Diana Ross & the Supremes chronology
| Let the Sunshine In (1969) | Together (1969) | Cream of the Crop (1969) |

The Temptations chronology
| Puzzle People (1969) | Together (1969) | On Broadway (1969) |

Alternative cover
- The original American LP for Together has a cover which folds out to reveal a full illustration of The Supremes and the Temptations. The full artwork was also used for some international versions of the album without requiring the cover to be unfolded.

Singles from Together
- "The Weight"; "Why (Must We Fall in Love)";

= Together (The Supremes and the Temptations album) =

Together, released by Motown in 1969, is the second and final duets studio album combining Diana Ross & the Supremes and the Temptations into an eight-person Motown act.
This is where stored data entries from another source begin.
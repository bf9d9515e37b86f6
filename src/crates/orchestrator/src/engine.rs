//! Top-level engine: wires the graph repository, agent dispatcher, mutation
//! store, approval manager, and live channel hub into one constructed value
//! (spec §9 design note: replace global singletons with an explicit struct).

use std::collections::HashMap;
use std::sync::Arc;
use std::time::Instant;

use agent_runtime::{AgentRegistration, AgentType, Verdict};
use serde_json::json;
use spec_graph::algorithms::DependencyResolver;
use spec_graph::{GraphRepository, InMemoryGraphRepository};
use tracing::{info, instrument};

use crate::approval::ApprovalManager;
use crate::channel_hub::LiveChannelHub;
use crate::config::EngineConfig;
use crate::dispatch::Dispatcher;
use crate::metrics::EngineMetrics;
use crate::mutation_store::MutationStore;
use crate::{
    ApprovalDecision, ApprovalPriority, MutationProposal, MutationResult, OrchestratorError,
    ProposalState, Result,
};

/// Everything the mutation engine needs, constructed once and passed
/// explicitly — no module-level statics anywhere in this crate.
pub struct Engine {
    pub config: EngineConfig,
    pub repository: Arc<dyn GraphRepository>,
    pub dispatcher: Arc<Dispatcher>,
    pub mutation_store: Arc<MutationStore>,
    pub approval_manager: Arc<ApprovalManager>,
    pub channel_hub: Arc<LiveChannelHub>,
    pub metrics: Arc<EngineMetrics>,
}

impl Engine {
    pub fn new(config: EngineConfig) -> Self {
        let metrics = Arc::new(EngineMetrics::new().expect("metric names are static and valid"));
        let channel_hub = Arc::new(LiveChannelHub::new());
        let mutation_store = Arc::new(MutationStore::new());
        let approval_manager = Arc::new(ApprovalManager::new(
            channel_hub.clone(),
            metrics.clone(),
            mutation_store.clone(),
            config.approval_timeout_seconds,
        ));
        let dispatcher = Arc::new(Dispatcher::new(config.clone(), metrics.clone()));

        Self {
            config,
            repository: Arc::new(InMemoryGraphRepository::new()),
            dispatcher,
            mutation_store,
            approval_manager,
            channel_hub,
            metrics,
        }
    }

    pub fn register_agent(&self, registration: AgentRegistration, instance: Arc<dyn agent_runtime::Agent>) {
        self.dispatcher.register_agent(crate::AgentHandle {
            registration,
            instance,
        });
    }

    /// Submits a proposal, runs it through dispatch and aggregation, and
    /// either applies it directly or routes it to approval (spec §4.5–§4.9).
    #[instrument(skip(self, proposal), fields(proposal_id = %proposal.proposal_id))]
    pub async fn submit_proposal(&self, proposal: MutationProposal) -> Result<MutationResult> {
        let start = Instant::now();
        self.metrics.mutations_proposed_total.inc();
        self.mutation_store.insert(proposal.clone())?;
        self.mutation_store.transition(
            &proposal.proposal_id,
            ProposalState::Proposed,
            ProposalState::Validating,
            json!({}),
        )?;

        let snapshot = self.repository.snapshot().await?;
        let verdicts = match self.dispatcher.dispatch_proposal(&proposal, &snapshot).await {
            Ok(v) => v,
            Err(err) => {
                self.mutation_store.transition(
                    &proposal.proposal_id,
                    ProposalState::Validating,
                    ProposalState::Failed,
                    json!({ "error": err.to_string() }),
                )?;
                self.metrics.mutations_failed_total.inc();
                return Ok(MutationResult::failed(vec![err.to_string()]));
            }
        };

        if let Some(OrchestratorError::Dependency { .. }) = self.dependency_error(&verdicts) {
            self.mutation_store.transition(
                &proposal.proposal_id,
                ProposalState::Validating,
                ProposalState::Failed,
                json!({ "reason": "circular dependency" }),
            )?;
            self.metrics.mutations_failed_total.inc();
            return Ok(MutationResult::failed(vec![
                "circular dependency detected".to_string(),
            ]));
        }

        if self.dispatcher.is_auto_apply_eligible(&verdicts) {
            self.apply(&proposal, &verdicts, start).await
        } else {
            info!(proposal_id = %proposal.proposal_id, "routing to approval: verdicts did not clear auto-apply threshold");
            self.mutation_store.transition(
                &proposal.proposal_id,
                ProposalState::Validating,
                ProposalState::AwaitingApproval,
                json!({}),
            )?;
            let request = self
                .approval_manager
                .request_approval(&proposal, &proposal.requested_by, ApprovalPriority::Normal)
                .await?;
            info!(request_id = %request.request_id, "approval requested");
            Ok(MutationResult {
                mutation_id: request.request_id,
                status: "awaiting_approval".to_string(),
                applied_changes: serde_json::Value::Null,
                new_version: String::new(),
                validation_errors: Vec::new(),
                warnings: Vec::new(),
                execution_time_ms: start.elapsed().as_millis() as u64,
            })
        }
    }

    fn dependency_error(&self, verdicts: &HashMap<String, Verdict>) -> Option<OrchestratorError> {
        let Verdict::Dependency(dep) = verdicts.get("dependency")? else {
            return None;
        };
        if dep
            .circular_dependencies
            .iter()
            .any(|c| c.severity == "high")
        {
            Some(OrchestratorError::Dependency {
                cycles: dep.circular_dependencies.clone(),
            })
        } else {
            None
        }
    }

    async fn apply(
        &self,
        proposal: &MutationProposal,
        _verdicts: &HashMap<String, Verdict>,
        start: Instant,
    ) -> Result<MutationResult> {
        self.mutation_store.transition(
            &proposal.proposal_id,
            ProposalState::Validating,
            ProposalState::Applying,
            json!({}),
        )?;

        let outcome = self.apply_to_repository(proposal).await;

        match outcome {
            Ok(()) => {
                self.mutation_store.transition(
                    &proposal.proposal_id,
                    ProposalState::Applying,
                    ProposalState::Applied,
                    json!({}),
                )?;
                self.metrics.mutations_completed_total.inc();
                let result = MutationResult::success(
                    proposal.proposed_changes.clone(),
                    "v-next",
                    start.elapsed().as_millis() as u64,
                );
                self.channel_hub.send_to_user(
                    &proposal.requested_by,
                    None,
                    "mutation:result",
                    serde_json::to_value(&result).unwrap_or(serde_json::Value::Null),
                );
                Ok(result)
            }
            Err(err) => {
                self.mutation_store.transition(
                    &proposal.proposal_id,
                    ProposalState::Applying,
                    ProposalState::RolledBack,
                    json!({ "error": err.to_string() }),
                )?;
                self.metrics.mutations_failed_total.inc();
                Ok(MutationResult::failed(vec![err.to_string()]))
            }
        }
    }

    async fn apply_to_repository(&self, proposal: &MutationProposal) -> Result<()> {
        match proposal.operation_type {
            crate::OperationType::Update => {
                let patch: spec_graph::NodePatch =
                    serde_json::from_value(proposal.proposed_changes.clone())?;
                self.repository.patch_node(&proposal.spec_id, patch).await?;
            }
            crate::OperationType::Delete => {
                self.repository.delete_node(&proposal.spec_id, true).await?;
            }
            crate::OperationType::Create => {
                let payload: NewNodePayload =
                    serde_json::from_value(proposal.proposed_changes.clone())?;
                let mut node = spec_graph::Node::new(&proposal.spec_id, payload.kind, payload.name);
                node.description = payload.description;
                node.content = payload.content;
                node.metadata = payload.metadata;
                self.repository.upsert_node(node).await?;
            }
        }
        Ok(())
    }

    /// Resolve a pending approval, completing the proposal's lifecycle.
    pub async fn resolve_approval(
        &self,
        proposal_id: &str,
        decision: ApprovalDecision,
        response: crate::ApprovalResponse,
    ) -> Result<MutationResult> {
        let result = self.approval_manager.handle_response(response).await?;
        let (proposal, state) = self
            .mutation_store
            .get(proposal_id)
            .ok_or_else(|| OrchestratorError::General(format!("unknown proposal {proposal_id}")))?;

        match decision {
            ApprovalDecision::Approved | ApprovalDecision::Modified => {
                if state == ProposalState::AwaitingApproval {
                    self.mutation_store.transition(
                        proposal_id,
                        ProposalState::AwaitingApproval,
                        ProposalState::Applying,
                        json!({}),
                    )?;
                    self.apply_to_repository(&proposal).await?;
                    self.mutation_store.transition(
                        proposal_id,
                        ProposalState::Applying,
                        ProposalState::Applied,
                        json!({}),
                    )?;
                    self.metrics.mutations_completed_total.inc();
                }
            }
            ApprovalDecision::Rejected => {
                if state == ProposalState::AwaitingApproval {
                    self.mutation_store.transition(
                        proposal_id,
                        ProposalState::AwaitingApproval,
                        ProposalState::Failed,
                        json!({}),
                    )?;
                    self.metrics.mutations_failed_total.inc();
                }
            }
        }
        Ok(result)
    }

    /// Build a dependency resolver over the repository's full current state.
    pub async fn dependency_resolver(&self) -> Result<DependencyResolver> {
        let snapshot = self.repository.snapshot().await?;
        Ok(DependencyResolver::from_snapshot(&snapshot))
    }
}

/// Fields a `create` proposal's `proposed_changes` must supply; `id` comes
/// from the proposal's `spec_id` instead of being duplicated in the payload.
#[derive(Debug, serde::Deserialize)]
struct NewNodePayload {
    kind: spec_graph::NodeKind,
    name: String,
    #[serde(default)]
    description: Option<String>,
    #[serde(default)]
    content: Option<String>,
    #[serde(default)]
    metadata: HashMap<String, String>,
}

/// The default set of agent types the engine dispatches to (spec §4.5).
pub const REQUIRED_AGENT_TYPES: &[AgentType] = &[
    AgentType::Validator,
    AgentType::Dependency,
    AgentType::Semantic,
    AgentType::Impact,
    AgentType::Mutation,
];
Like the first duets LP, Diana Ross & the Supremes Join The Temptations, it is composed almost entirely of covers, including versions of The Band's "The Weight", Sly & the Family Stone's "Sing a Simple Song", Frankie Valli's "Can't Take My Eyes Off You" (featuring Mary Wilson leading, in preparation for Ross' departure from the Supremes) and Motown songs like "Ain't Nothing Like the Real Thing" and "Uptight (Everything's Alright)". "The Weight" was the only single in the US, and failed to make it into the American Top 40. "Why (Must We Fall in Love)", a UK exclusive single, was a Top 40 hit on the UK singles charts.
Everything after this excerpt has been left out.